A New Year’s Without Fireworks for Environmental Reasons

Galapagos Islands Ban Fireworks to Protect Unique Ecosystem

Large turtle at the sea edge on background of a tropical landscape. Photo: aarp.org

HAVANA TIMES – Authorities in Ecuador’s Galapagos Islands banned on Friday the sale and use of fireworks in the archipelago to protect its unique ecosystem, reported dpa news.

The ban, which excludes pyrotechnic devices which produce light but no sound, was approved unanimously by the archipelago’s governing council.

“Ecosystems as sensitive as that of the Galapagos Islands are affected [by fireworks], especially its unique fauna which is highly protected by the Ecuadorian government,” said a statement released on Friday.

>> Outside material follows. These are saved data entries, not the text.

//! Typed rule conditions, keyed by the `type` tag of the stored payload.

use serde::{Deserialize, Serialize};

use crate::error::{EngineError, Result};

#[derive(Debug, Clone, PartialEq, Serialize, Deserialize)]
#[serde(tag = "type", rename_all = "snake_case")]
pub enum RuleConditions {
    ConsecutiveFails(ConsecutiveFails),
    GradeDecline(GradeDecline),
    ExamFail(ExamFail),
    HomeworkDefault(HomeworkDefault),
    MlRiskPrediction(RiskPrediction),
    MlAnomalyDetection(AnomalyDetection),
    MlTrendAnalysis(TrendAnalysis),
}

#[derive(Debug, Clone, PartialEq, Serialize, Deserialize)]
pub struct ConsecutiveFails {
    #[serde(alias = "count")]
    pub times: usize,
    #[serde(alias = "threshold")]
    pub score_threshold: f64,
    #[serde(default)]
    pub subject: Option<String>,
}

#[derive(Debug, Clone, PartialEq, Serialize, Deserialize)]
pub struct GradeDecline {
    pub decline_threshold: f64,
    pub consecutive_count: usize,
}

#[derive(Debug, Clone, PartialEq, Serialize, Deserialize)]
pub struct ExamFail {
    pub threshold: f64,
    #[serde(default)]
    pub subject: Option<String>,
}

#[derive(Debug, Clone, PartialEq, Serialize, Deserialize)]
pub struct HomeworkDefault {
    pub count: usize,
    #[serde(default)]
    pub include_late: bool,
}

#[derive(Debug, Clone, PartialEq, Serialize, Deserialize)]
pub struct RiskPrediction {
    pub threshold: f64,
    pub sensitivity: f64,
}

#[derive(Debug, Clone, PartialEq, Serialize, Deserialize)]
pub struct AnomalyDetection {
    pub z_threshold: f64,
    pub sensitivity: f64,
}

#[derive(Debug, Clone, PartialEq, Serialize, Deserialize)]
pub struct TrendAnalysis {
    pub decline_rate: f64,
    pub confidence_threshold: f64,
}

impl RuleConditions {
    /// Parse and validate a stored conditions payload.
    pub fn parse(value: &serde_json::Value) -> Result<Self> {
        let mut conditions: RuleConditions = serde_json::from_value(value.clone())
            .map_err(|err| EngineError::Configuration(format!("invalid rule conditions: {err}")))?;
        conditions.normalize();
        conditions.validate()?;
        Ok(conditions)
    }

    pub fn type_name(&self) -> &'static str {
        match self {
            RuleConditions::ConsecutiveFails(_) => "consecutive_fails",
            RuleConditions::GradeDecline(_) => "grade_decline",
            RuleConditions::ExamFail(_) => "exam_fail",
            RuleConditions::HomeworkDefault(_) => "homework_default",
            RuleConditions::MlRiskPrediction(_) => "ml_risk_prediction",
            RuleConditions::MlAnomalyDetection(_) => "ml_anomaly_detection",
            RuleConditions::MlTrendAnalysis(_) => "ml_trend_analysis",
        }
    }

    // "all" is how rule editors spell "no subject filter".
    fn normalize(&mut self) {
        let subject = match self {
            RuleConditions::ConsecutiveFails(c) => &mut c.subject,
            RuleConditions::ExamFail(c) => &mut c.subject,
            _ => return,
        };
        if subject
            .as_deref()
            .map(|s| s.trim().is_empty() || s.eq_ignore_ascii_case("all"))
            .unwrap_or(false)
        {
            *subject = None;
        }
    }

    fn validate(&self) -> Result<()> {
        match self {
            RuleConditions::ConsecutiveFails(c) => {
                require(c.times >= 1, "consecutive_fails.times must be at least 1")?;
                require(c.score_threshold.is_finite(), "consecutive_fails.score_threshold must be finite")
            }
            RuleConditions::GradeDecline(c) => {
                require(c.consecutive_count >= 1, "grade_decline.consecutive_count must be at least 1")?;
                require(
                    c.decline_threshold.is_finite() && c.decline_threshold >= 0.0,
                    "grade_decline.decline_threshold must be a non-negative number",
                )
            }
            RuleConditions::ExamFail(c) => require(c.threshold.is_finite(), "exam_fail.threshold must be finite"),
            RuleConditions::HomeworkDefault(c) => require(c.count >= 1, "homework_default.count must be at least 1"),
            RuleConditions::MlRiskPrediction(c) => {
                require(c.threshold.is_finite(), "ml_risk_prediction.threshold must be finite")?;
                require_sensitivity(c.sensitivity, "ml_risk_prediction")
            }
            RuleConditions::MlAnomalyDetection(c) => {
                require(
                    c.z_threshold.is_finite() && c.z_threshold > 0.0,
                    "ml_anomaly_detection.z_threshold must be positive",
                )?;
                require_sensitivity(c.sensitivity, "ml_anomaly_detection")
            }
            RuleConditions::MlTrendAnalysis(c) => {
                require(c.decline_rate.is_finite(), "ml_trend_analysis.decline_rate must be finite")?;
                require(
                    (0.0..=1.0).contains(&c.confidence_threshold),
                    "ml_trend_analysis.confidence_threshold must be within [0, 1]",
                )
            }
        }
    }
}

fn require(condition: bool, message: &str) -> Result<()> {
    if condition {
        Ok(())
    } else {
        Err(EngineError::Configuration(message.to_string()))
    }
}

fn require_sensitivity(value: f64, rule_type: &str) -> Result<()> {
    require(
        value > 0.0 && value <= 1.0,
        &format!("{rule_type}.sensitivity must be within (0, 1]"),
    )
}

“The main issues caused by the devices in animals are tachycardia and other cardiac diseases, stress, anxiety, altering their behavior and endangering the survival of the species.”

The statement went on to say that the chemicals used in fireworks contaminate water and air as well as affecting people who are neurodivergent and causing injuries, especially to children, on a regular basis.

The plants and animals on the archipelago of around 130 islands, located about 1,000 kilometers west of the South American coastline, were able to evolve for 5 million years without major predators, allowing a unique ecosystem to develop.

In April, single-use plastic was also banned on the islands, which are visited by more than 200,000 tourists per year.